3 Comments to “State of Alaska teams up with natural gas players for in-state delivery”

  1. Jon Corbett on July 7, 2008 at 9:52 pm

    The real big question here is wether or not the Laskan Natural Gas is going to be made available to rural Alaska, places like Bethel, Dillingham, King Slamon, and hundreds of other small communities that are suffering at the hand of these exhorbitant fuel and electrical costs?

  2. John Proffitt on July 7, 2008 at 11:18 pm

    That’s doubtful, Mr. Corbett.

    Running a gas pipeline from Anchorage or Fairbanks to those remote communities would be like building the entire Trans Alaska Pipeline all over again. The costs would be astronomical and those tiny communities could never consume (and pay for) enough gas to pay back the cost of pipeline construction, to say nothing of making it profitable.

    The best option would likely be the development of Liquified Natural Gas (LNG) conversion capacity at an ocean port location, and then take the LNG out to the communities by barge.

    But even that’s not likely, from an economics standpoint. Because by the time the pipeline is built to southcentral Alaska and by the time gas is flowing, the population in rural Alaska will likely plummet due to continually increasing oil costs. As populations in rural Alaska drop, the economic viability of sending gas out to the frontier falls even further from the realm of the possible.

    I think we’re looking at the beginning of a new Alaska, one where there will be modern life alongside the petroleum infrastructure and rural areas will largely revert to a true pre-oil subsistence life. That is unless the State or federal governments simply pay to create different economic conditions. Forever. And I don’t see how either governmental entity could afford to do that.

  3. mpb on July 8, 2008 at 10:32 am

    rural areas will largely revert to a true pre-oil subsistence life

    That won’t be possible although a new pattern of subsistence (more energy self-sufficient) will have to emerge.

    Unfortunately, carbon-flow studies, once very popular, are no longer done. It is easier to compare moose to beef when measured in Joules (kiloCalories). Some older studies very clearly show that industrial agriculture (corn and oil based) is so very much less efficient (negative energy or more energy to plant and harvest than energy recovered in food) than traditional horticulture.

    For further reference (my bibliography is out of date, unfortunately) check up on Pelto, Snowmobile Revolution and on the energy-flow special issue of Scientific American
    WB Kemp, 1971, The flow of energy in a hunting society. Sci Am 224(3):104-116 [cited in Michael Nowak, Economics of Native subsistence activities in a village of southwestern Alaska, Arctic 30(4):225-233]
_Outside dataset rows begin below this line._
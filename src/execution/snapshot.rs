//! Compressed snapshots of the synced `files` trees

use crate::entity::source::{ELEVATE_TOOL, FILES_DIR};
use crate::entity::{check_outcome, ensure_dir, timestamp, EntityError, Failure, Source};
use crate::process::{Invocation, LogSink, ProcessRunner};
use std::path::PathBuf;
use std::sync::Arc;
use tracing::{error, info};

/// Archive tool
pub const ARCHIVE_TOOL: &str = "tar";

/// Per-host directory holding snapshots
pub const SNAPSHOTS_DIR: &str = "snapshots";

/// One archive: every source sharing a target root and host
#[derive(Debug, Clone, PartialEq, Eq)]
pub struct SnapshotGroup {
    pub target_root: PathBuf,
    pub host: String,
    /// Set when any member source syncs with elevated privileges
    pub privileged: bool,
}

impl SnapshotGroup {
    pub fn host_dir(&self) -> PathBuf {
        self.target_root.join(&self.host)
    }

    pub fn label(&self) -> String {
        format!("snapshot of {}", self.host_dir().display())
    }

    /// Build the archive invocation and create the snapshot directory.
    /// Returns the invocation and the archive path.
    pub fn build_command(&self, timestamp: &str) -> Result<(Invocation, PathBuf), EntityError> {
        let host_dir = self.host_dir();
        let snapshot_dir = host_dir.join(SNAPSHOTS_DIR);
        ensure_dir(&snapshot_dir)?;
        let archive = snapshot_dir.join(format!("{}.tar.gz", timestamp));

        let mut argv = Vec::new();
        if self.privileged {
            argv.push(ELEVATE_TOOL.to_string());
        }
        argv.extend([
            ARCHIVE_TOOL.to_string(),
            "-czf".to_string(),
            archive.to_string_lossy().into_owned(),
            "-C".to_string(),
            host_dir.to_string_lossy().into_owned(),
            FILES_DIR.to_string(),
        ]);
        Ok((Invocation::from_argv(argv)?, archive))
    }
}

/// Group sources by (target root, host) in first-seen order
pub fn group_sources(sources: &[Source]) -> Vec<SnapshotGroup> {
    let mut groups: Vec<SnapshotGroup> = Vec::new();
    for source in sources {
        let host = source.host();
        match groups
            .iter_mut()
            .find(|g| g.target_root == source.target_root && g.host == host)
        {
            Some(group) => group.privileged |= source.privileged,
            None => groups.push(SnapshotGroup {
                target_root: source.target_root.clone(),
                host,
                privileged: source.privileged,
            }),
        }
    }
    groups
}

/// Archives each group's `files` tree through the process runner
pub struct SnapshotBuilder {
    runner: Arc<dyn ProcessRunner>,
}

impl SnapshotBuilder {
    pub fn new(runner: Arc<dyn ProcessRunner>) -> Self {
        Self { runner }
    }

    /// Snapshot every group; failures are logged and returned, never raised
    pub async fn snapshot(&self, sources: &[Source]) -> Vec<Failure> {
        let ts = timestamp();
        let mut failures = Vec::new();
        for group in group_sources(sources) {
            if let Some(failure) = self.snapshot_group(&group, &ts).await {
                failures.push(failure);
            }
        }
        failures
    }

    async fn snapshot_group(&self, group: &SnapshotGroup, timestamp: &str) -> Option<Failure> {
        let label = group.label();
        let (invocation, archive) = match group.build_command(timestamp) {
            Ok(built) => built,
            Err(e) => {
                error!("{}: {}", label, e);
                return Some(Failure::new(label, e.to_string()));
            }
        };

        info!("Creating {}", archive.display());
        let result = self
            .runner
            .run(&invocation, Arc::new(LogSink::new(label.clone())))
            .await;
        check_outcome(&label, result)
    }
}
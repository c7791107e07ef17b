//! Configuration error types

use crate::entity::EntityError;
use std::path::PathBuf;
use thiserror::Error;

/// Errors that stop the tool before the pipeline runs
#[derive(Debug, Error)]
pub enum ConfigError {
    #[error("configuration file not found: {0}")]
    NotFound(PathBuf),

    #[error("failed to read '{path}': {source}")]
    Read {
        path: PathBuf,
        #[source]
        source: std::io::Error,
    },

    #[error("YAML parse error in '{path}': {source}")]
    Parse {
        path: PathBuf,
        #[source]
        source: serde_yaml::Error,
    },

    #[error("invalid configuration '{}':\n  {}", path.display(), errors.join("\n  "))]
    Invalid { path: PathBuf, errors: Vec<String> },

    #[error("no pipeline steps and no target directory in '{0}'")]
    MissingTarget(PathBuf),

    #[error("include cycle: {}", format_chain(chain))]
    IncludeCycle { chain: Vec<PathBuf> },

    #[error("script {id} is declared twice (again in '{}')", path.display())]
    DuplicateScript { id: u32, path: PathBuf },

    #[error("pipeline step {no} references undefined script {id}")]
    UnknownScript { no: u32, id: u32 },

    #[error(transparent)]
    Entity(#[from] EntityError),
}

fn format_chain(chain: &[PathBuf]) -> String {
    chain
        .iter()
        .map(|p| p.display().to_string())
        .collect::<Vec<_>>()
        .join(" -> ")
}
    A recent hardship is the skyrocketing price of metals in the world which affects cemeteries (looting of brass and bronze) and hunting shells and casings.

    Of course, if we understood that the “new global order” is very much like the old (pre-industrial) one– that is, instead of village/city by village/city think of the entire state as one “city” with different neighborhoods, (expand our space-time continuum biases)– then we can certainly adapt our Alaska system. We have before.

    We need to change the scale at which we view and live in Alaska, I think.